> [What is being asked] Search the records for the string "once" and copy every line where it turns up.

(Saved data entries)
----

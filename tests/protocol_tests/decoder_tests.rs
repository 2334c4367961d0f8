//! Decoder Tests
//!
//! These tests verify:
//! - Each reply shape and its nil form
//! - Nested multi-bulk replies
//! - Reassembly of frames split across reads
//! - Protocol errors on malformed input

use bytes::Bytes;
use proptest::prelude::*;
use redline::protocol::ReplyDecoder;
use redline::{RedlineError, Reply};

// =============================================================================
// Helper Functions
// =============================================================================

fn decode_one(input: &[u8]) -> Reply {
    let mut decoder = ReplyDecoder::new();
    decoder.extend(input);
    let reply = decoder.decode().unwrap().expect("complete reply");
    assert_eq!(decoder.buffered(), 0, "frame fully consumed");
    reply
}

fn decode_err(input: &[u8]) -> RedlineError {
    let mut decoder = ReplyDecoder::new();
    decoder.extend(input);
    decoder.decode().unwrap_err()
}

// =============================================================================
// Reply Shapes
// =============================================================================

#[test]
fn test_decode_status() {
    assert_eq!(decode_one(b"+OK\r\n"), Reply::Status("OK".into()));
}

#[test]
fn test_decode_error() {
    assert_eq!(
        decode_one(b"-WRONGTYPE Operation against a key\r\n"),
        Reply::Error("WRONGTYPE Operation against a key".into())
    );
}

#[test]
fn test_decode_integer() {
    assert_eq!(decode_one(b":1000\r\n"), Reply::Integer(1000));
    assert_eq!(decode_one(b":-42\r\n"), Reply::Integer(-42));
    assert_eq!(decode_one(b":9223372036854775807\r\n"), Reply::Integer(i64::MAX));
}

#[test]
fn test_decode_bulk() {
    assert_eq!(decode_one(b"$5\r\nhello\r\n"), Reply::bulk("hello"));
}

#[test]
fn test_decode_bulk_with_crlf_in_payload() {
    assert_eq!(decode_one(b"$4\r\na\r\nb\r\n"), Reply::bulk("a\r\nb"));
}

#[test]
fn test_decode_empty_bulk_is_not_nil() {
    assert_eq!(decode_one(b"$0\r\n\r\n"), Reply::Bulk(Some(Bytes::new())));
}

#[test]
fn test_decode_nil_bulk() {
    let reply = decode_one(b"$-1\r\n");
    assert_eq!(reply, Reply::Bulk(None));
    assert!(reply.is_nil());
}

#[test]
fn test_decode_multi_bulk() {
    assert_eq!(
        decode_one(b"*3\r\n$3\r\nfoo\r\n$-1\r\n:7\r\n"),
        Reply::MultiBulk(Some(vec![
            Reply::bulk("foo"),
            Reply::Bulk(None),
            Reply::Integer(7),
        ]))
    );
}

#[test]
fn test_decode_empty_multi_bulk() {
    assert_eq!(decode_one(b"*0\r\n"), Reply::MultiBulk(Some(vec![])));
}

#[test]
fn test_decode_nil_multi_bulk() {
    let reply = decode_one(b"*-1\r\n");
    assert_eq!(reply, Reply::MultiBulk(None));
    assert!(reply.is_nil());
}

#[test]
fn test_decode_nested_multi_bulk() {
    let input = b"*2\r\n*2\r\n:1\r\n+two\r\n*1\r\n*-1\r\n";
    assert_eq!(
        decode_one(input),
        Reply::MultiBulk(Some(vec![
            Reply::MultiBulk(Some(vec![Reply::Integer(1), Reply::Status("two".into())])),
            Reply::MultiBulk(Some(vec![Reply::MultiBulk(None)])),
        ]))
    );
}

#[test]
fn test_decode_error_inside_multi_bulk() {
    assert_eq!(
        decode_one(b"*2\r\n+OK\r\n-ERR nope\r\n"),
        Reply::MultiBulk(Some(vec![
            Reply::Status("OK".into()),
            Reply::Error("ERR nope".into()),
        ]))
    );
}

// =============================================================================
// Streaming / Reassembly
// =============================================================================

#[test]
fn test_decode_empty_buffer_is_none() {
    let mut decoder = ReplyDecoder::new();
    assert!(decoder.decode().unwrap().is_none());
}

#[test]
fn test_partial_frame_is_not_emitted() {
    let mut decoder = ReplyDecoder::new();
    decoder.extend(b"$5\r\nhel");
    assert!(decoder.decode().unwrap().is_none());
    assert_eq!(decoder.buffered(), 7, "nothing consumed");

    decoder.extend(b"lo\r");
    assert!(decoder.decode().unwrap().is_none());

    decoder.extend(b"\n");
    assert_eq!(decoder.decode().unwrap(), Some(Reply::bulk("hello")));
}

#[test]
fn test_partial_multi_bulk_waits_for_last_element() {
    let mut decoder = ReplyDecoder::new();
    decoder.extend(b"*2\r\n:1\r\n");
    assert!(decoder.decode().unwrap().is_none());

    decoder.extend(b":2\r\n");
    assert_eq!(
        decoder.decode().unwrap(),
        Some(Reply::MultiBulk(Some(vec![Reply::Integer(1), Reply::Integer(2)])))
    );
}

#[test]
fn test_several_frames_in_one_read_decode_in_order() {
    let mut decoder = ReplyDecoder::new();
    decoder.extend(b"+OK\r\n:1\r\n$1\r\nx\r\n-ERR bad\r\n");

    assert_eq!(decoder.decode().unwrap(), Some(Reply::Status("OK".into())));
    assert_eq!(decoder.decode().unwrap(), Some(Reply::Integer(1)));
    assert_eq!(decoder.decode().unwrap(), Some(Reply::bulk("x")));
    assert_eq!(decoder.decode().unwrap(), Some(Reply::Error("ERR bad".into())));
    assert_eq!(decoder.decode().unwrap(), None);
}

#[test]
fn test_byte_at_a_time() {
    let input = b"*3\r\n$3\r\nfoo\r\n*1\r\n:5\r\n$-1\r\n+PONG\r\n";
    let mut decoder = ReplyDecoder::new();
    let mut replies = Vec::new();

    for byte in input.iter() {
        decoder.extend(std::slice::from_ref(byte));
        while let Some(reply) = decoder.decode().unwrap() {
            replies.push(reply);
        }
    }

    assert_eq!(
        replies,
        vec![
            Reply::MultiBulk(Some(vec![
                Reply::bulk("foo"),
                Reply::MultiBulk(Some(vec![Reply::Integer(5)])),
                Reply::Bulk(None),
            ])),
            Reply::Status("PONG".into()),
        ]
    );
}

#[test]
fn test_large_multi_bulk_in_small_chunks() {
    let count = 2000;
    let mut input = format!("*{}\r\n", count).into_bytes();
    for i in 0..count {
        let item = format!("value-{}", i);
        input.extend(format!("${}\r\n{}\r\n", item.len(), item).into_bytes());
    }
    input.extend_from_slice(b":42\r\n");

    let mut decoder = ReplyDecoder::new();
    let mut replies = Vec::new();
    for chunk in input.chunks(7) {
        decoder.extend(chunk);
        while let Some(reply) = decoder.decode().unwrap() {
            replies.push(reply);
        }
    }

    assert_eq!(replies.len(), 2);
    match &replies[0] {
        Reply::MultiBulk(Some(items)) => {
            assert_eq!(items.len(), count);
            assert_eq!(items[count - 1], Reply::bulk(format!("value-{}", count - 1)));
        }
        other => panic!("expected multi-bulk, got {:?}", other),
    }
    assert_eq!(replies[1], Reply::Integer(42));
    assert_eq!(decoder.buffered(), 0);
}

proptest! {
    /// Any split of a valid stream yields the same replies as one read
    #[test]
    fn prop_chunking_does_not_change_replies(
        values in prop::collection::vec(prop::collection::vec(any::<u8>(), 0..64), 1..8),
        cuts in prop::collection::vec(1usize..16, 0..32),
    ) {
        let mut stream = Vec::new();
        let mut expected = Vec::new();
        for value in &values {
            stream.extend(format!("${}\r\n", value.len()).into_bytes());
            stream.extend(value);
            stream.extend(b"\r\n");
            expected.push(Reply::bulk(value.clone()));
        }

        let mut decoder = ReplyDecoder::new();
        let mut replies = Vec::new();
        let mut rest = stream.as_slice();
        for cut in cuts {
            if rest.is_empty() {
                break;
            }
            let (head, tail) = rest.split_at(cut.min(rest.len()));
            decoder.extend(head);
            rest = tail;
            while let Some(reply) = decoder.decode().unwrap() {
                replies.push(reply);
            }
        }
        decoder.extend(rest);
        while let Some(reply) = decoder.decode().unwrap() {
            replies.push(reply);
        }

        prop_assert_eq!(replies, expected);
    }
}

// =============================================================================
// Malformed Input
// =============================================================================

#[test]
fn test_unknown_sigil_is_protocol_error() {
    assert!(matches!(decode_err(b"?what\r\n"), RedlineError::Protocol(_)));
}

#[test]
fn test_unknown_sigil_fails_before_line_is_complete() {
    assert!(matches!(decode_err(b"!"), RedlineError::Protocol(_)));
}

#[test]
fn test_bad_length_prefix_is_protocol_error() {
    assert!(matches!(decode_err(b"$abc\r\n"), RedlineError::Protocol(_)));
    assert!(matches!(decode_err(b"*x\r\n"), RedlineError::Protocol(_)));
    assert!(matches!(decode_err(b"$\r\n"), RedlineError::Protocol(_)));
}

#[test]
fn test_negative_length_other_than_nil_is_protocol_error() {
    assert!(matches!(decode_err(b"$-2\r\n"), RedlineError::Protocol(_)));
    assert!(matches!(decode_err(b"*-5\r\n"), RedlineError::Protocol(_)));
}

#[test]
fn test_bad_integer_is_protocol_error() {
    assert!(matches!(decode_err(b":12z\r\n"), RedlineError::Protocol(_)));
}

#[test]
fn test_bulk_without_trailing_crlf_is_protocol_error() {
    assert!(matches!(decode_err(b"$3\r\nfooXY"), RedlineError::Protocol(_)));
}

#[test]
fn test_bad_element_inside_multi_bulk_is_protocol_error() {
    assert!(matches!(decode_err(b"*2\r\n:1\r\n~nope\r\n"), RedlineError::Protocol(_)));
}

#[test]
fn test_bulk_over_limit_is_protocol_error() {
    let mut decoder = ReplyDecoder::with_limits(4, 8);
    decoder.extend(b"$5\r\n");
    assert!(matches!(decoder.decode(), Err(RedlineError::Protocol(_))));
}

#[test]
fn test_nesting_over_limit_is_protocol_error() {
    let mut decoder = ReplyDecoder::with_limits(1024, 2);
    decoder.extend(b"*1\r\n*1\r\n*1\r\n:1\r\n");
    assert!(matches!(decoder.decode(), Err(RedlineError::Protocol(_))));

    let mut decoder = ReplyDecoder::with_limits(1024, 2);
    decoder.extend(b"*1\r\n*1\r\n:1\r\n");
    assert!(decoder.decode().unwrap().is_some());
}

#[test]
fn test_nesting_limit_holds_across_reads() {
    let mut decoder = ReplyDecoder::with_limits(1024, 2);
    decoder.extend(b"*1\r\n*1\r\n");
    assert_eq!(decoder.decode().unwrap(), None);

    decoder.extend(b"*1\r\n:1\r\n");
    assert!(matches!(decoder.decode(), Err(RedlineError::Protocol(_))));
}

----

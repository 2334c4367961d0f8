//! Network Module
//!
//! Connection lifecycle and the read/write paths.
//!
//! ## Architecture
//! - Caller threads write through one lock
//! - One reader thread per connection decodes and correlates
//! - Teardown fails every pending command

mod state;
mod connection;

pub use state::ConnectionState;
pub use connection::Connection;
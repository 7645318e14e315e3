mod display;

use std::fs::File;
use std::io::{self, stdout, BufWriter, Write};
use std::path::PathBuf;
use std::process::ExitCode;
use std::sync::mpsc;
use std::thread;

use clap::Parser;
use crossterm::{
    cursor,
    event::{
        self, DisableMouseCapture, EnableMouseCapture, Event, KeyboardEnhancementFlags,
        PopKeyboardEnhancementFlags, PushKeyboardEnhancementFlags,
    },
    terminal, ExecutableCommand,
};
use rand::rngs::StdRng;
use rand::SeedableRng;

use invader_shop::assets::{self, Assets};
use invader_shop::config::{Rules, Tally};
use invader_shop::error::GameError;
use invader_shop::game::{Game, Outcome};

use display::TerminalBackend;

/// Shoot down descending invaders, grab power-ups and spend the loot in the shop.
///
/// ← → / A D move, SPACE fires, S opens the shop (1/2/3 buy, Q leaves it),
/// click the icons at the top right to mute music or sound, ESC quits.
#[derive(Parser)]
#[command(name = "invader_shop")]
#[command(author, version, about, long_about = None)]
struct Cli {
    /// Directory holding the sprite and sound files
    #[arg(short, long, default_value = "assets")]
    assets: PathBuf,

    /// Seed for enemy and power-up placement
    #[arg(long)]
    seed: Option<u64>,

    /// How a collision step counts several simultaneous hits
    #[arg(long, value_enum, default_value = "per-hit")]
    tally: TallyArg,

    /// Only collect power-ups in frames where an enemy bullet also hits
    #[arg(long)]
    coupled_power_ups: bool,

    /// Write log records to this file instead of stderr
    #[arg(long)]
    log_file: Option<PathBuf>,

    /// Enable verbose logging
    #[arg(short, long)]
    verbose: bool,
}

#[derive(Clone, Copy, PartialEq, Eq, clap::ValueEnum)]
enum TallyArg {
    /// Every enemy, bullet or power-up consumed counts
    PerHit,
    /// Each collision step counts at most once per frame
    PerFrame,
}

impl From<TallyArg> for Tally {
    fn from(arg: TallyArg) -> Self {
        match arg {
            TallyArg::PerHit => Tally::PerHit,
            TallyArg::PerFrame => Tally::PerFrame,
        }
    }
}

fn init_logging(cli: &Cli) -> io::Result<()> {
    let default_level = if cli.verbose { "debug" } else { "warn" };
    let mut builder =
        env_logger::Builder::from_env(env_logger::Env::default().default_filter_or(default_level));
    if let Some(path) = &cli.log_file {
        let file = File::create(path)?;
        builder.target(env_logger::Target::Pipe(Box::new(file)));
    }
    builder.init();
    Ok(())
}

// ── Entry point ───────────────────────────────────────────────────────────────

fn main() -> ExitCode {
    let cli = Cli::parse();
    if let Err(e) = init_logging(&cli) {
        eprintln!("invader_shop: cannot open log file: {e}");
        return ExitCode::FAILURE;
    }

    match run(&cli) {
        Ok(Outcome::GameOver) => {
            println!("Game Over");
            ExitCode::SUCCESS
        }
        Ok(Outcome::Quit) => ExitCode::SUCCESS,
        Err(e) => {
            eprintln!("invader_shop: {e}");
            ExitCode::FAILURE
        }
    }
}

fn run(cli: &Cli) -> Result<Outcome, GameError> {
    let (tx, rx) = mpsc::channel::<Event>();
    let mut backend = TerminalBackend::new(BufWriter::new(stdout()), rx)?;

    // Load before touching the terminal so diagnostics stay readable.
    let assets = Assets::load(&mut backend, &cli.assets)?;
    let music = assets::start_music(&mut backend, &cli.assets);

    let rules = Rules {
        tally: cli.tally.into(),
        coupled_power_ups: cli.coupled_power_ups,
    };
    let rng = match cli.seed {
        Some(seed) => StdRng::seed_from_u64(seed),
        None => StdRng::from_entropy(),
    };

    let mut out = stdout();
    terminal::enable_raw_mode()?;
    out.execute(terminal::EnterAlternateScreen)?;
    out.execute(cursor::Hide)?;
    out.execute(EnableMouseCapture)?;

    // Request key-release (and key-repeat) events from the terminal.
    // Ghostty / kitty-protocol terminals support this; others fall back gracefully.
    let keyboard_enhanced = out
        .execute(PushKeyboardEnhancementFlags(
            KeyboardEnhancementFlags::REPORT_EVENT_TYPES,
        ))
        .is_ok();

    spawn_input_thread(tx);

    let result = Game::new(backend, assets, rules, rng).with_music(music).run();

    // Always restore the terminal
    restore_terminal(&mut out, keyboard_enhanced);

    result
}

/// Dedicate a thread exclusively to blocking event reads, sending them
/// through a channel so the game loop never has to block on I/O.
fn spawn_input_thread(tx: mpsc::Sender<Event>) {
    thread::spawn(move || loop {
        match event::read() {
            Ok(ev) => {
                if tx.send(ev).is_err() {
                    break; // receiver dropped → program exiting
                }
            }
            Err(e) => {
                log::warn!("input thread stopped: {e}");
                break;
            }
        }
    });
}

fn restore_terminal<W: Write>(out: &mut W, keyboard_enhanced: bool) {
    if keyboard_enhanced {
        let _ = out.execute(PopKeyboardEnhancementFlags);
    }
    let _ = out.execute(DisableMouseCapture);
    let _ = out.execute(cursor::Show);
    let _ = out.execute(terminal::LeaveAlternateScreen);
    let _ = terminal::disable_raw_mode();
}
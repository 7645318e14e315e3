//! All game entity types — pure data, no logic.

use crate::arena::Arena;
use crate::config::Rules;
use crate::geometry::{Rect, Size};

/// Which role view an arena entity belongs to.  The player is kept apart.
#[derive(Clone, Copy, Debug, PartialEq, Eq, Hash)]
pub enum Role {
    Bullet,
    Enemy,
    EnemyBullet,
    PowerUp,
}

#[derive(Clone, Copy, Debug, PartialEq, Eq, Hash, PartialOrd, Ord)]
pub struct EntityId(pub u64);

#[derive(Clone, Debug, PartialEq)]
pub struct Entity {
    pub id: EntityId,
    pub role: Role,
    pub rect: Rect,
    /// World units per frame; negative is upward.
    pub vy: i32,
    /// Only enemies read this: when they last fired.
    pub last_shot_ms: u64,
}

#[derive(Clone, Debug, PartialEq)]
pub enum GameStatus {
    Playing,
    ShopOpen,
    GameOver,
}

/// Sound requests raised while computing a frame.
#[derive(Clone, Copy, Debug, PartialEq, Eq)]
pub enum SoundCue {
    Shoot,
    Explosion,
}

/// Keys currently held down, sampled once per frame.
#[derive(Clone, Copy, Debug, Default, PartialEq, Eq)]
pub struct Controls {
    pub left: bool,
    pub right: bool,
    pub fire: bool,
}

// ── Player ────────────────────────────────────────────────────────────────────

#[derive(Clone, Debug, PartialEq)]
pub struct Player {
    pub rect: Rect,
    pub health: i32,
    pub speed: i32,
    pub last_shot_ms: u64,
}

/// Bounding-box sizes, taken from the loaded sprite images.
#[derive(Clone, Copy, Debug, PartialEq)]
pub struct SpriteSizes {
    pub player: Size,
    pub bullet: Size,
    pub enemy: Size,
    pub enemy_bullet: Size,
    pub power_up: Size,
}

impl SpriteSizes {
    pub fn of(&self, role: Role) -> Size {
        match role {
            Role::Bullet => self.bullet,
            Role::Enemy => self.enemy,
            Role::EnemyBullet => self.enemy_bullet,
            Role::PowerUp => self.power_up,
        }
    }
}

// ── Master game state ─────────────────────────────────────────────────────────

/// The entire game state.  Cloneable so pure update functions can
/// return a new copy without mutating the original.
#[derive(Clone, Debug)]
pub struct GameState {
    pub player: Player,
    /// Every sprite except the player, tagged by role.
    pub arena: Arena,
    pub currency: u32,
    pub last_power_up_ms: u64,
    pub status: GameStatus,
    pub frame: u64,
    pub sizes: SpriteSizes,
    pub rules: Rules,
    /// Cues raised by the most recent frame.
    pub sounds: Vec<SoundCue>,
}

----

> [Answer to the problem]
    /// Each collision step counts at most once per frame
/// Keys currently held down, sampled once per frame.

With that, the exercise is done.